Tinder is reportedly the most frequented dating app among college students, according to one survey by the college start-up WayUp. The app’s parent company, Match Group, notes similar statistics, claiming that at least half of Tinder users are ages 18 to 24.

The app’s massive popularity is often attributed to its college-centric feature Tinder U, launched in August 2018.

Tinder U allows college students to connect with other students from the same university or neighboring schools. Through this feature, Georgia State students are linked directly to other local college-attending users.

With over 33,000 individuals studying at the Downtown campus, it can feel impossible to single-handedly explore the university dating pool. Student Paula Camacho navigates campus romance by using Tinder U to meet other singles at Georgia State.

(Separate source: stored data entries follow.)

use std::sync::atomic::{AtomicBool, Ordering};
use std::sync::Arc;
use std::time::Duration;

use crossbeam_channel::{bounded, Receiver, RecvTimeoutError, Sender};

/// Upper bound on how long `run` sleeps before re-checking its exit
/// condition on its own.
const LOOP_TICK: Duration = Duration::from_millis(250);

#[derive(Debug, Clone, Copy, PartialEq, Eq)]
pub enum LoopEvent {
    Wake,
    PauseChanged,
}

/// The render worker's run loop. Owned by the worker thread; other threads
/// interact with it only through an [`EventLoopHandle`].
pub struct EventLoop {
    tx: Sender<LoopEvent>,
    rx: Receiver<LoopEvent>,
    stopped: Arc<AtomicBool>,
}

/// Cross-thread control of an [`EventLoop`]. Every method is non-blocking
/// and safe to call from the real-time callback.
#[derive(Clone)]
pub struct EventLoopHandle {
    tx: Sender<LoopEvent>,
    stopped: Arc<AtomicBool>,
}

impl EventLoop {
    pub fn new() -> Self {
        let (tx, rx) = bounded(32);
        Self {
            tx,
            rx,
            stopped: Arc::new(AtomicBool::new(false)),
        }
    }

    pub fn handle(&self) -> EventLoopHandle {
        EventLoopHandle {
            tx: self.tx.clone(),
            stopped: self.stopped.clone(),
        }
    }

    /// Re-arm after a previous `run` was stopped. Pending events are dropped.
    pub fn reset(&self) {
        self.stopped.store(false, Ordering::SeqCst);
        while self.rx.try_recv().is_ok() {}
    }

    pub fn is_stopped(&self) -> bool {
        self.stopped.load(Ordering::SeqCst)
    }

    /// Block until stopped or `should_exit` turns true, dispatching events.
    pub fn run(&self, should_exit: impl Fn() -> bool, mut on_event: impl FnMut(LoopEvent)) {
        while !self.is_stopped() && !should_exit() {
            match self.rx.recv_timeout(LOOP_TICK) {
                Ok(LoopEvent::Wake) | Err(RecvTimeoutError::Timeout) => {}
                Ok(event) => on_event(event),
                Err(RecvTimeoutError::Disconnected) => break,
            }
        }
    }

    /// Sleep for `timeout`, returning early on any event or stop.
    pub fn idle(&self, timeout: Duration) {
        if self.is_stopped() {
            return;
        }
        let _ = self.rx.recv_timeout(timeout);
    }
}

impl Default for EventLoop {
    fn default() -> Self {
        Self::new()
    }
}

impl EventLoopHandle {
    /// Make the loop's `run` return.
    pub fn stop(&self) {
        self.stopped.store(true, Ordering::SeqCst);
        let _ = self.tx.try_send(LoopEvent::Wake);
    }

    /// Deliver an event. Dropped when the queue is full; events only say
    /// "something changed", the receiver re-reads the actual state.
    pub fn notify(&self, event: LoopEvent) {
        let _ = self.tx.try_send(event);
    }
}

“Tinder U is a cool feature because this campus is huge, and you can’t talk to all of the people on campus in person,” Camacho said. “I think it improves college dating because it really helps you connect with people on campus who you probably would’ve never spoken to in real life.”

Matching on Tinder can also give young adults an element of confidence they might not feel when approaching an attractive stranger on campus.

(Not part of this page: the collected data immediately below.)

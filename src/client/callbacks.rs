use std::sync::Arc;

use parking_lot::Mutex;

use super::state::ConnectionState;
use crate::audio::CallbackGuard;
use crate::logging::LogLevel;

pub type StateCallback = Arc<dyn Fn(ConnectionState) + Send + Sync>;
/// `(volume, muted, latency_ms)`
pub type SettingsCallback = Arc<dyn Fn(u8, bool, i32) + Send + Sync>;
pub type LogCallback = Arc<dyn Fn(LogLevel, &str) + Send + Sync>;

/// Host callbacks of one client.
///
/// Every invocation runs inside a [`CallbackGuard`] ticket and outside the
/// slot lock, so a slow callback never blocks registration and destruction
/// can wait for it to finish.
#[derive(Default)]
pub struct CallbackRegistry {
    guard: CallbackGuard,
    state: Mutex<Option<StateCallback>>,
    settings: Mutex<Option<SettingsCallback>>,
    log: Mutex<Option<LogCallback>>,
}

impl CallbackRegistry {
    pub fn new() -> Self {
        Self::default()
    }

    pub fn guard(&self) -> &CallbackGuard {
        &self.guard
    }

    pub fn set_state(&self, callback: Option<StateCallback>) {
        if !self.guard.is_destroying() {
            *self.state.lock() = callback;
        }
    }

    pub fn set_settings(&self, callback: Option<SettingsCallback>) {
        if !self.guard.is_destroying() {
            *self.settings.lock() = callback;
        }
    }

    pub fn set_log(&self, callback: Option<LogCallback>) {
        if !self.guard.is_destroying() {
            *self.log.lock() = callback;
        }
    }

    pub fn notify_state(&self, state: ConnectionState) {
        let Some(_ticket) = self.guard.enter() else {
            return;
        };
        let callback = self.state.lock().clone();
        if let Some(callback) = callback {
            callback(state);
        }
    }

    pub fn notify_settings(&self, volume: u8, muted: bool, latency_ms: i32) {
        let Some(_ticket) = self.guard.enter() else {
            return;
        };
        let callback = self.settings.lock().clone();
        if let Some(callback) = callback {
            callback(volume, muted, latency_ms);
        }
    }

    pub fn notify_log(&self, level: LogLevel, message: &str) {
        let Some(_ticket) = self.guard.enter() else {
            return;
        };
        let callback = self.log.lock().clone();
        if let Some(callback) = callback {
            callback(level, message);
        }
    }
}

“It’s convenient for shy people because it takes away some of the stress of going up to someone you think is cute in person,” Camacho said.

Online networks allow young adults to interact from screen-to-screen rather than face-to-face. For Georgia State students like Camacho, dating apps provide a relaxed, casual space for singles to interact without added social pressure.

However, some may argue that connecting with others online based on a few pictures and a short biography only fosters physical relationships.

For some college students, this expectation is true. Mobile dating outlets such as Tinder and Grindr are often referred to as “hookup” apps, used by young adults to find other singles for casual sex. About one-fifth of college students admitted to using dating apps exclusively for sex, one survey by college startup WayUp reported.

Grindr’s website describes the mobile outlet as “the world’s largest social networking app for gay, bi, trans and queer people.” Reforming the modern world of LGBTQ dating, many recognize Grindr as an easy resource for the gay community to find nearby sex partners.

“You get acclimated to a certain way of interacting with other gay men. It makes dating harder because you become desensitized to feeling anything more than lust,” Cameron Lineberry, a gay Georgia State senior, said. “Most guys are looking for sex on Grindr.”

Lineberry was 14 years old when he came out to his friends and family.  Now 21, he’s familiar with using Grindr to connect with other gay men in Atlanta and at Georgia State. 

Grindr uses geolocation technology, showing the proximity of other active profiles based on the user’s current location. The app’s mapping features are so precise, Lineberry can walk the streets of the Downtown campus and point out exactly where other Grindr users are located.

“I was sitting in class, and mid-lecture, Grindr showed me that this guy was sitting in a row ten feet away,” he said.  “It’s a weird secret we share where we both know that we’re doing something promiscuous. I definitely feel a sense of awkwardness when I see someone from Grindr on campus.”

Outside of Grindr, college students using dating apps to meet other singles are significantly less interested in hookups. In an Abodo survey of 4,000 college students, young adults on Tinder admit to using the app most often for entertainment.

Outside of avoiding boredom, a large group of college-aged users are attracted to localized networking apps for the straightforward purpose of connecting with other like-minded young adults.

Emily Wilson, a Tinder user and Georgia State student, frequents the app for reasons other than sex, love or entertainment. Through dating apps, she admits to looking for platonic friendships more frequently than potential romantic interests.

“I think it can be a cool way to connect with people who you may otherwise not meet. I honestly use it to try and meet cool people with similar interests,” Wilson said. “I don’t necessarily seek out Georgia State students but it often works out that way because we are all close to each other.”

Even with innocent intentions, meeting strangers on Tinder or other sites can lead to uncomfortable interactions. Like Lineberry, Wilson agrees that social networking and dating apps changed the way young singles interact.

“I think Tinder can make modern dating weird because sometimes there are unspoken expectations that create uncomfortable situations. You aren’t always fully aware of what the other person is on the app for,” she said. “When you meet them in person you could both be there for different reasons. For example, I could simply want to make a friend and they could only want to hook up.”

Technology is driving young adults to connect through unprecedented circuits of online flirtation and new-age intimacy. First impressions are transitioning from in-person icebreakers to instant messaging, matching and social media follows.

Whether the effects on modern romance are welcomed or unwanted, location-based social apps are now a basic component of dating and interacting on college campuses. 

For single Georgia State students seeking out an Ebrik coffee date or a new study partner, on-campus chemistry could be just a swipe away.